--- Records for the exercise ---

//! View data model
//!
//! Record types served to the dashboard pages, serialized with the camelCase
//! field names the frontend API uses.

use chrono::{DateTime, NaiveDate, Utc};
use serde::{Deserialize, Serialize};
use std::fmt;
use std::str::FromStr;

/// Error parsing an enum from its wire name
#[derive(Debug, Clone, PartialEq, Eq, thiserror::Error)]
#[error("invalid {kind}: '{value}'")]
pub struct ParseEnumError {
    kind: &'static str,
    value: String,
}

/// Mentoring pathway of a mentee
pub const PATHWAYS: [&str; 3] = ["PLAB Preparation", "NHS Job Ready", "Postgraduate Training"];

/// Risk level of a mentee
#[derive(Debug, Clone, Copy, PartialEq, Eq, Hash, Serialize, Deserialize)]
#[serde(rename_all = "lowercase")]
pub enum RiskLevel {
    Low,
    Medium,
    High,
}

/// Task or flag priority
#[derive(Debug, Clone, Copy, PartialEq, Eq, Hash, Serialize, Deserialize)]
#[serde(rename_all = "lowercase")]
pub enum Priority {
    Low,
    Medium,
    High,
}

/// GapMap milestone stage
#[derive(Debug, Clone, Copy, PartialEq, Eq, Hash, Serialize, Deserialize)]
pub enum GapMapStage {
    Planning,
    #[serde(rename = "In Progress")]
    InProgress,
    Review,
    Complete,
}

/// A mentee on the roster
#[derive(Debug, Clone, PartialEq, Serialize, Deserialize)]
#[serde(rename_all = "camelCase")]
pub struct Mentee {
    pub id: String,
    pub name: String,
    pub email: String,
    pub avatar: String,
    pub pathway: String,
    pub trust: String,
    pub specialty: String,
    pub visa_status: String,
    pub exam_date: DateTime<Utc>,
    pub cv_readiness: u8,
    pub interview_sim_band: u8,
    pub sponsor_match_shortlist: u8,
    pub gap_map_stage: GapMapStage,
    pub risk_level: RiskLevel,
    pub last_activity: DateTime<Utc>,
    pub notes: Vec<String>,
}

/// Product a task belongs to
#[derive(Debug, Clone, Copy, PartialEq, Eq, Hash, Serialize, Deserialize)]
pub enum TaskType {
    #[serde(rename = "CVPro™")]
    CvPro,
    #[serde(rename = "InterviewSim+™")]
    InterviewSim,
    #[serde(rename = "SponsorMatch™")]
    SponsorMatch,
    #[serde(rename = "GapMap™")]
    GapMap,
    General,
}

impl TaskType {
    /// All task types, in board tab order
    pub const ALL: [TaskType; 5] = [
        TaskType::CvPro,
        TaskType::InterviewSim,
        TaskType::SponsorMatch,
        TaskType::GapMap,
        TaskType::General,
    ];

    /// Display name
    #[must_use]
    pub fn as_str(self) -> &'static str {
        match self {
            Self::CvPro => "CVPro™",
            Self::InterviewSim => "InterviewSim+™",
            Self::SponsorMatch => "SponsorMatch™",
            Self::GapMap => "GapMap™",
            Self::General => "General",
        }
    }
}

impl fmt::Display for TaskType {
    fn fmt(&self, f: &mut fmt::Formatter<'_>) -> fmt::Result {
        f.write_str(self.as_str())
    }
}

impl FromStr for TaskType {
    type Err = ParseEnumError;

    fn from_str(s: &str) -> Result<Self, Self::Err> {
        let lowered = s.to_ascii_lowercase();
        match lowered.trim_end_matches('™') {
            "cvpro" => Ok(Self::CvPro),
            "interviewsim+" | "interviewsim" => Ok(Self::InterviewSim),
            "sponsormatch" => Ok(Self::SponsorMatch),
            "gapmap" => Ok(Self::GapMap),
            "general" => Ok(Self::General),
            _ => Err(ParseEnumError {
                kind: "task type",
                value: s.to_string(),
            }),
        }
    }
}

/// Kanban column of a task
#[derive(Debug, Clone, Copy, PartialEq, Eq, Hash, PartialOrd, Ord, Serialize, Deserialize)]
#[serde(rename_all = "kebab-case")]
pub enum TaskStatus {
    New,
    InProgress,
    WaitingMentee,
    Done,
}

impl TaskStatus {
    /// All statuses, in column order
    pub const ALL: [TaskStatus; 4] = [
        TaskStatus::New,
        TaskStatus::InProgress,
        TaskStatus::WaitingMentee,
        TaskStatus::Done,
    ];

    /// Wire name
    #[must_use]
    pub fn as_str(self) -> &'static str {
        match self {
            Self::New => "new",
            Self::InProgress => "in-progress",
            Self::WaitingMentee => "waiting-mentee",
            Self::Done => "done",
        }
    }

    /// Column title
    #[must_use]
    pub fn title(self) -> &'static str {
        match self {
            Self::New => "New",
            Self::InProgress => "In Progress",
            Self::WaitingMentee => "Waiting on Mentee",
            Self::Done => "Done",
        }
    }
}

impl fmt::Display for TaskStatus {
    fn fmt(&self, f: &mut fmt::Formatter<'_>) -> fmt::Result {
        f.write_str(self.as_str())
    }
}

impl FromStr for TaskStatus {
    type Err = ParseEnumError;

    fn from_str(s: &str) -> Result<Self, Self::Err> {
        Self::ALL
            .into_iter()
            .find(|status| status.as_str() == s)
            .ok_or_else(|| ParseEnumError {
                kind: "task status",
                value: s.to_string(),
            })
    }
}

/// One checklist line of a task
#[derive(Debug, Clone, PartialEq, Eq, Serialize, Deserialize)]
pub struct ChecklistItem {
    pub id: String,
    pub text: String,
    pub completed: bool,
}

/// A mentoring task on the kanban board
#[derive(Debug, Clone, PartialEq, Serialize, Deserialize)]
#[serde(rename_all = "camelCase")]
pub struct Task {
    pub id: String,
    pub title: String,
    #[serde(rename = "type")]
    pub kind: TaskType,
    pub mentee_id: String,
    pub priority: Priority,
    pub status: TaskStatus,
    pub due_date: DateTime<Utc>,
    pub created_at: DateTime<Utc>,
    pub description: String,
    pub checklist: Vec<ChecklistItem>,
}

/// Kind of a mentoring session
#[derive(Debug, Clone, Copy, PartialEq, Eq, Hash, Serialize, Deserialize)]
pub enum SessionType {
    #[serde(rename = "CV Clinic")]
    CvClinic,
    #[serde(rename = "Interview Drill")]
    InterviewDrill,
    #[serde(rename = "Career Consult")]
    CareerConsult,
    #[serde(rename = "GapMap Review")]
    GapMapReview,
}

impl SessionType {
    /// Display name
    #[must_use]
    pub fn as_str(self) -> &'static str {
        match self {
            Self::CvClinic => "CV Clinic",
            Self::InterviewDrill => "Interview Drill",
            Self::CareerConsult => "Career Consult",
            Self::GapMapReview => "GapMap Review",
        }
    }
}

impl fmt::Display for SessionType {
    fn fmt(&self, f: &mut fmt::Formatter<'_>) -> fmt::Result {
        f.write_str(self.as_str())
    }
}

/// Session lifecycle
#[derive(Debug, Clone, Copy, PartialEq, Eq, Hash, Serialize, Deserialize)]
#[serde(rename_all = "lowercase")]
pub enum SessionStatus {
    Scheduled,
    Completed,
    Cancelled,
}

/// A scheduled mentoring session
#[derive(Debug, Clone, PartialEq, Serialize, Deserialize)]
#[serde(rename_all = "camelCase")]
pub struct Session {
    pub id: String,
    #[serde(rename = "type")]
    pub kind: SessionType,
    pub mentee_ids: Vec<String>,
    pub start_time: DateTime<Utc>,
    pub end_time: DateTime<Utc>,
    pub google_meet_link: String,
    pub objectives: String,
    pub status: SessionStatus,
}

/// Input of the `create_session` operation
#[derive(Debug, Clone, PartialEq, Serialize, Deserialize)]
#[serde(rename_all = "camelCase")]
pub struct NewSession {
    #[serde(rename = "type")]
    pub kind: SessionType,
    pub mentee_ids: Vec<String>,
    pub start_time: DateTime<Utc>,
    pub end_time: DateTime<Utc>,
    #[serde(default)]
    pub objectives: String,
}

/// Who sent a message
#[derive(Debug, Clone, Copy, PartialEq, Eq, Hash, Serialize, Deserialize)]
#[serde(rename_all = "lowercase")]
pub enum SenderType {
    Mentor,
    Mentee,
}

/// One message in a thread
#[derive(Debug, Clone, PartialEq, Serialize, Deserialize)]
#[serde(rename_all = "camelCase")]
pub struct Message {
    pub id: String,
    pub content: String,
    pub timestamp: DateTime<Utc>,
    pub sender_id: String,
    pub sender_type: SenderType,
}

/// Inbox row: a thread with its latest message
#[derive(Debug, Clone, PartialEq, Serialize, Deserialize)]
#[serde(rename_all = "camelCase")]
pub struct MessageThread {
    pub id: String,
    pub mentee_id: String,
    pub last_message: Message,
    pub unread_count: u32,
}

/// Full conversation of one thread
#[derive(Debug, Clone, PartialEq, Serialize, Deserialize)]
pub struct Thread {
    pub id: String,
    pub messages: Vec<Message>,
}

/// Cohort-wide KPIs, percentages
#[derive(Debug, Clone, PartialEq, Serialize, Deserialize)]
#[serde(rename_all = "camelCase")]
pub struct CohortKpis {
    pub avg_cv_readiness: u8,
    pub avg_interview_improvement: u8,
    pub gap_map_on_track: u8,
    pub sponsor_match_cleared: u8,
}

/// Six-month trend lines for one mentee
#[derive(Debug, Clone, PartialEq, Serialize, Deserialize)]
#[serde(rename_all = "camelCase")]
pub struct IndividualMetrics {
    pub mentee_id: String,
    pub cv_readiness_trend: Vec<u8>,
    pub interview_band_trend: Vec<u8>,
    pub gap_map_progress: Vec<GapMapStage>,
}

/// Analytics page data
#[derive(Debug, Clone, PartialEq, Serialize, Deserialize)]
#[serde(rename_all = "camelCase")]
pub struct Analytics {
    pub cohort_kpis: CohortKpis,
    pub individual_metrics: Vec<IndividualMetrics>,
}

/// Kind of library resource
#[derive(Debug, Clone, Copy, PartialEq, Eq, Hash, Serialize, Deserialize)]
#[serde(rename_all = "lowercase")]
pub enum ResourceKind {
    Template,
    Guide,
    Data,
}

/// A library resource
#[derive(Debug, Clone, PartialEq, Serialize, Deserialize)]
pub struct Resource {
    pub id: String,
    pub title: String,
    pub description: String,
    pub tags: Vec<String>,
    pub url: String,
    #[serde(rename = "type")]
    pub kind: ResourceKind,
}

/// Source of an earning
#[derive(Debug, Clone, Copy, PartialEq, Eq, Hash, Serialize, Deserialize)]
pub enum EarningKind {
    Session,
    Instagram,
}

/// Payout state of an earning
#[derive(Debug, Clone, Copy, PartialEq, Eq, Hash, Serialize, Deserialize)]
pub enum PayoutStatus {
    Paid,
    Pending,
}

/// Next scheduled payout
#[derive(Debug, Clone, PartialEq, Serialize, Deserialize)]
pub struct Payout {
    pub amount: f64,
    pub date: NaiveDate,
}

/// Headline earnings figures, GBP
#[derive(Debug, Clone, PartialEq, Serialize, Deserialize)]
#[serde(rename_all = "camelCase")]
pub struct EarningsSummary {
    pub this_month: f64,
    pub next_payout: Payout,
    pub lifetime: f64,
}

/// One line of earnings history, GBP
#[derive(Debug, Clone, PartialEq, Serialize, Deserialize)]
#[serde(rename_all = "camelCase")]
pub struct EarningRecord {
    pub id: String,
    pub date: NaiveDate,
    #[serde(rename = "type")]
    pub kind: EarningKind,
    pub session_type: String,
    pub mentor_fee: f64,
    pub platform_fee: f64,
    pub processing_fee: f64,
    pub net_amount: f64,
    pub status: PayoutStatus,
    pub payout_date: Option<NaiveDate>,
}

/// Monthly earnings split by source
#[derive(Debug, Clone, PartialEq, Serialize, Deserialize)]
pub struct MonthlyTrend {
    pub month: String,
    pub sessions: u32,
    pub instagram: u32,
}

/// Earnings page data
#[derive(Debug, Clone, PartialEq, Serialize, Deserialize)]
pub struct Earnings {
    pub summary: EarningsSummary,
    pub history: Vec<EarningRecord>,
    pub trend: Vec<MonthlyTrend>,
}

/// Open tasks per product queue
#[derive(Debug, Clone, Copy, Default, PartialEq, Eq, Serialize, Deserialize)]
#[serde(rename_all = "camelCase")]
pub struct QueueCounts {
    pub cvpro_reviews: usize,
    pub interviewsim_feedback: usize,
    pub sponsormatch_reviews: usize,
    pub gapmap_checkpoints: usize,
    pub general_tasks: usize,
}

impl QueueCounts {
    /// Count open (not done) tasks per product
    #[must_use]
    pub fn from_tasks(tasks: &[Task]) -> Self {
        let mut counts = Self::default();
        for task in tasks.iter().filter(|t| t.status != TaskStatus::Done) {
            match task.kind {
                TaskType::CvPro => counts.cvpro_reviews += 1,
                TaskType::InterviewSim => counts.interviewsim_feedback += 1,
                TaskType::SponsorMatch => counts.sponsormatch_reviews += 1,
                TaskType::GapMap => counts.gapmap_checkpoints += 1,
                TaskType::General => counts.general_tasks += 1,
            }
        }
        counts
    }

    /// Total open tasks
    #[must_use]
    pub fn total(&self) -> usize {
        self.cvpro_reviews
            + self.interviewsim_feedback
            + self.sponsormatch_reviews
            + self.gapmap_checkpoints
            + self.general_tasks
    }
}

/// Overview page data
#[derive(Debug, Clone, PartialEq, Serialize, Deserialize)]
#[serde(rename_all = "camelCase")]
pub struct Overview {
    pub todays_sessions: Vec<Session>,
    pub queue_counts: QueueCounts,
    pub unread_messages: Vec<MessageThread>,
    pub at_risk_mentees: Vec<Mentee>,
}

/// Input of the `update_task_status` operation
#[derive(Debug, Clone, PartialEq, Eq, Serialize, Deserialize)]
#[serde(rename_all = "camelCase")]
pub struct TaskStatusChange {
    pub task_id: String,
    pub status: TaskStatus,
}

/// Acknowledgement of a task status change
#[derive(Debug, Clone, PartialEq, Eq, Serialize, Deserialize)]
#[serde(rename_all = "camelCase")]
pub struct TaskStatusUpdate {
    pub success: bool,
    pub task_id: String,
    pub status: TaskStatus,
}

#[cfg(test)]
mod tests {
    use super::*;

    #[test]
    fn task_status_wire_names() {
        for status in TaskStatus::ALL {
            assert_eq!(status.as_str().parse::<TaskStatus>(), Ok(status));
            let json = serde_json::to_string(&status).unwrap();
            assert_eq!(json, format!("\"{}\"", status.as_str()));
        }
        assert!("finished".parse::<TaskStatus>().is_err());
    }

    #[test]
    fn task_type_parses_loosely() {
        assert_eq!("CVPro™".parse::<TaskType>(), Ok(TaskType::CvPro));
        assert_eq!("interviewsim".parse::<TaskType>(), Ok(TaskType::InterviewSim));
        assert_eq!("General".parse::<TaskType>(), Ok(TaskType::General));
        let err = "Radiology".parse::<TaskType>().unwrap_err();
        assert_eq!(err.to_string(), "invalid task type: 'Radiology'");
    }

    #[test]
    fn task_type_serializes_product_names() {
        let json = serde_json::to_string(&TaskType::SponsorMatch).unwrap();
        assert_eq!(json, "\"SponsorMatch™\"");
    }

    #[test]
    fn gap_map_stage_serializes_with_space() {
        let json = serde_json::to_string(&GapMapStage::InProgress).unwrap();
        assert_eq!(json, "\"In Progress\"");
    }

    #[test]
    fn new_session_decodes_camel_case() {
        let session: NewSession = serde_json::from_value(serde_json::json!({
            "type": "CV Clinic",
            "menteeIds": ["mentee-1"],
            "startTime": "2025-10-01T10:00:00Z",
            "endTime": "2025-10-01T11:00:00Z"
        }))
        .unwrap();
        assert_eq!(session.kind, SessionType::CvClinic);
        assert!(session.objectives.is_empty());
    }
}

--- Assignment ---
For the word "Input", say how many lines of the records above contain it. Reply with the number alone.

--- Exercise answer ---
2